Back to today. I saw the same desperation in Dad’s eyes, he still wanted to look after his little girl and the only thing that changed since the ‘Dad ponytail’ is that I’m 28. I still needed his help today, same as I did 20ish years ago.

I’ve not done anything at all strenuous for over a week now. Not because I don’t want to do it, but because at the moment, even making a cup of tea is strenuous for me.

Today, on the warped scale of what saps my energy at the moment…I ‘over-exerted’ by having a bath. Yep, I felt like I’d ran a marathon and hadn’t slept for a week. Instead, the grand total of what I’d actually achieved today is getting out of bed and sitting on the sofa for an hour. The bath just finished me off for the day. It’s so hard to eloquently describe how much of a struggle things are at the moment and I think it’s even harder to describe the frustration.

Every single time I have some form of ‘flare up’ with my tracheomalacia, the coughing and breathlessness being the most problematic symptoms. I go right the way back to square one. I can’t walk to the car without being completely shattered. I can’t sleep properly because I cough through the night and I’m pretty sure my trachea flops shut at various points. I feel genuinely knackered and have to really strip back any goals of what I want to achieve each day.

On a better and more normal Friday, I’d wake up around 7.30am and head to work.

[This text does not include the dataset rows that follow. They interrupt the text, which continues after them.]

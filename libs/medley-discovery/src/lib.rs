//! # Medley Discovery - pluggable playlist discovery providers
//!
//! Lifecycle management for named, dynamically-selected discovery providers
//! attached to the media library's playlist.
//!
//! A *discovery provider* is a pluggable unit that feeds the playlist with
//! items it finds somewhere (a folder, a network directory, a station list).
//! This crate owns the registry those providers live in:
//!
//! - [`DiscoveryRegistry::add`] resolves a provider by name and registers it.
//!   Background providers get a dedicated worker thread for their discovery
//!   loop; synchronous providers are active just by being registered.
//! - [`DiscoveryRegistry::remove`] unregisters a provider, cancels its worker
//!   cooperatively and blocks until the worker has returned.
//! - [`DiscoveryRegistry::add_all`] bulk-loads a `:`-separated provider list,
//!   best-effort.
//!
//! Cancellation is strictly cooperative: a background provider's run loop
//! must poll the [`CancellationToken`] it is given and return promptly once
//! it is cancelled. The registry never interrupts a worker preemptively.
//!
//! ```rust,ignore
//! let resolver = Arc::new(FactoryResolver::discover(sink));
//! let registry = DiscoveryRegistry::new(resolver);
//!
//! registry.add_all("folder_scan:static_channels");
//! assert!(registry.is_loaded("folder_scan"));
//! registry.remove("folder_scan")?;
//! ```

pub mod error;
pub mod item;
pub mod loader;
pub mod provider;
pub mod registry;
pub mod resolver;
mod worker;

pub use error::DiscoveryError;
pub use item::{DiscoveredItem, ItemSink};
pub use loader::BulkLoadReport;
pub use provider::{BackgroundDiscovery, DiscoveryProvider, ResolvedProvider};
pub use registry::DiscoveryRegistry;
pub use resolver::{FactoryResolver, ProviderCtx, ProviderRegistration, ProviderResolver};

// Re-exported for provider crates: `inventory` backs `ProviderRegistration`
// submission, the token is the cancellation contract of `BackgroundDiscovery`.
pub use inventory;
pub use tokio_util::sync::CancellationToken;
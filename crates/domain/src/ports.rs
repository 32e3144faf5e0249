//! 外部协作者端口
//!
//! 持久化上下文、任务生命周期服务与任务查询服务都由基础设施层实现，
//! 领域与应用层只依赖这里的抽象。

use std::collections::BTreeSet;

use async_trait::async_trait;

use crate::entities::{
    AssignmentDecision, FindTasksQuery, OrganizationalEntity, TaskData, TaskDataSummary, TaskStatus,
};
use task_assigning_errors::TaskAssigningResult;

/// 分配决策持久化上下文
#[async_trait]
pub trait PersistenceContext: Send + Sync {
    async fn find_decision(&self, task_id: i64) -> TaskAssigningResult<Option<AssignmentDecision>>;
    async fn persist_decision(&self, decision: &AssignmentDecision) -> TaskAssigningResult<()>;
    async fn merge_decision(&self, decision: &AssignmentDecision) -> TaskAssigningResult<()>;
    async fn remove_decision(&self, decision: &AssignmentDecision) -> TaskAssigningResult<()>;
}

/// 任务生命周期服务
#[async_trait]
pub trait TaskLifecycleService: Send + Sync {
    /// 任务不存在时返回 `TaskNotFound`
    async fn task_status(&self, task_id: i64) -> TaskAssigningResult<TaskStatus>;

    /// 以 `user_id` 的身份把任务认领转交给 `target_user`
    async fn delegate(&self, task_id: i64, user_id: &str, target_user: &str)
        -> TaskAssigningResult<()>;

    async fn potential_owners(
        &self,
        task_id: i64,
    ) -> TaskAssigningResult<BTreeSet<OrganizationalEntity>>;

    /// 返回实体此前是否不存在
    async fn add_potential_owner(
        &self,
        task_id: i64,
        owner: &OrganizationalEntity,
    ) -> TaskAssigningResult<bool>;
}

/// 一次事务范围内的持久化上下文与生命周期服务
#[async_trait]
pub trait UnitOfWork: PersistenceContext + TaskLifecycleService {
    async fn commit(self: Box<Self>) -> TaskAssigningResult<()>;
    async fn rollback(self: Box<Self>) -> TaskAssigningResult<()>;
}

#[async_trait]
pub trait UnitOfWorkFactory: Send + Sync {
    async fn begin(&self) -> TaskAssigningResult<Box<dyn UnitOfWork>>;
}

/// 任务查询服务：查询结果行来源加物化
#[async_trait]
pub trait TaskQueryService: Send + Sync {
    async fn find_tasks(&self, query: &FindTasksQuery) -> TaskAssigningResult<Vec<TaskData>>;

    /// 从 `from_task_id`（含）开始按任务ID分页读取，直到读到空页
    async fn read_tasks_data_summary(
        &self,
        from_task_id: i64,
        statuses: &[TaskStatus],
        page_size: u32,
    ) -> TaskAssigningResult<Vec<TaskDataSummary>>;
}
use crate::validation::{ConfigValidator, ValidationUtils};
use serde::{Deserialize, Serialize};

/// 计划执行相关配置
#[derive(Debug, Clone, Serialize, Deserialize)]
pub struct PlanningConfig {
    /// 执行委派操作时使用的用户
    pub acting_user_id: String,
    /// 读取任务摘要时每页的任务数
    pub summary_page_size: u32,
    /// 查询任务时默认的分页大小
    pub default_page_size: u32,
}

impl Default for PlanningConfig {
    fn default() -> Self {
        Self {
            acting_user_id: "task_assigning_admin".to_string(),
            summary_page_size: 1000,
            default_page_size: 10,
        }
    }
}

impl ConfigValidator for PlanningConfig {
    fn validate(&self) -> crate::ConfigResult<()> {
        ValidationUtils::validate_user_id(&self.acting_user_id, "planning.acting_user_id")?;
        ValidationUtils::validate_count(
            self.summary_page_size as usize,
            "planning.summary_page_size",
        )?;
        ValidationUtils::validate_count(
            self.default_page_size as usize,
            "planning.default_page_size",
        )?;
        Ok(())
    }
}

I’d walk around the building I work in, walk to several meetings across the site, have a walk at lunchtime, complete my work and then take a 3 hour drive to Middlesbrough to see Emily where I’d have dinner and stay up until around midnight. Nothing too wild!

Today I woke up out of breath after a very broken sleep. Went downstairs – about 14 steps, knackered. Sat on the sofa, still shattered. Had a bath, exhausted. Ate breakfast, so tired. Had my Dad blow dry my hair… absolutely shattered.

I keep trying to make sure I do things each day to try to build up some stamina or strength or something/anything?! I don’t want to sit and be a couch potato, that’s not me. I want to keep trying but it’s so frustrating haven’t to start over every single time something like this happens.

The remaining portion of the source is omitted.